La victoria maquilló las dudas, no las borró.
Tchouameni, frenado en seco
Para el siguiente examen, ante la Real Sociedad este miércoles, Mourinho no podrá contar con Aurelien Tchouameni. El francés, llamado a ser el gran ancla del equipo, no está listo.
“Tiene un problema, el tiempo de vacaciones no fue suficiente para que se recuperara. Viendo que se acercaban los partidos, el jugador quiso intentarlo… pero hemos decidido que no se puede empezar una temporada sufriendo”, explicó el entrenador.
El mensaje fue contundente, casi pedagógico.
“Puedes acabar una temporada sufriendo, los dos últimos meses, pero no puedes empezar en agosto sin estar al 100 por ciento. Así que decidimos, con él, el staff y el departamento médico, que vuelva cuando esté al 100 por ciento”.
Sin Tchouameni, la manta se queda aún más corta en la base del centro del campo. Y ahí entra Valverde.
Valverde, fijo por dentro
Mourinho dejó claro que tiene un plan para el uruguayo. Nada de parches en banda, nada de comodín permanente.
“Para mí es un jugador para el centro del campo”, remarcó.
Valverde ha sido lateral derecho, interior, extremo, pulmón y salvavidas con otros entrenadores. Mourinho quiere darle un eje más definido, aunque sin encadenarlo a una única función.
“Dependiendo del rival y de nuestros objetivos, puede estar más fijado en su posición o ser más móvil”.

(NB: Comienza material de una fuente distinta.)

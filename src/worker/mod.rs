//! Simulated rescue units.
//!
//! Each unit is split in two halves:
//! - [`Unit`]: the shared handle the scheduler and dashboard read, and which
//!   incidents keep in their unit slots
//! - [`UnitTwin`]: the task that owns the unit's assignment channel and plays
//!   out the travel and service timeline
//!
//! # Lifecycle
//!
//! 1. The scheduler moves an idle unit to EnRoute with [`Unit`]'s assign step
//!    and then wakes its twin
//! 2. The twin travels to the incident and reports `InProgress` on arrival
//! 3. After the requirement's service time it reports `Completed` and heads
//!    back to base
//! 4. Back at base the unit is Idle again and drops its incident
//!
//! Shutdown cancels any of these waits; the interrupted incident is canceled.

pub mod twin;

pub use twin::{Unit, UnitId, UnitSnapshot, UnitStatus, UnitTwin};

La idea del portugués encaja con su visión del fútbol actual, cada vez menos rígido en lo táctico.
“No quiero identificar a Tchouameni como el ‘6’, Camavinga ‘6’, Fede ‘8’, Bernardo ‘10’… las cosas se diluyen durante los partidos”.
Las etiquetas se difuminan, pero la exigencia no. El Real Madrid encara la temporada con un centro del campo en transición, sin Kroos ni Modric, sin Rodri y sin Tchouameni a corto plazo. Mourinho dice que no necesita a nadie más.
La Liga, y el ritmo de los partidos, dirán si esa convicción aguanta el primer gran tramo del curso.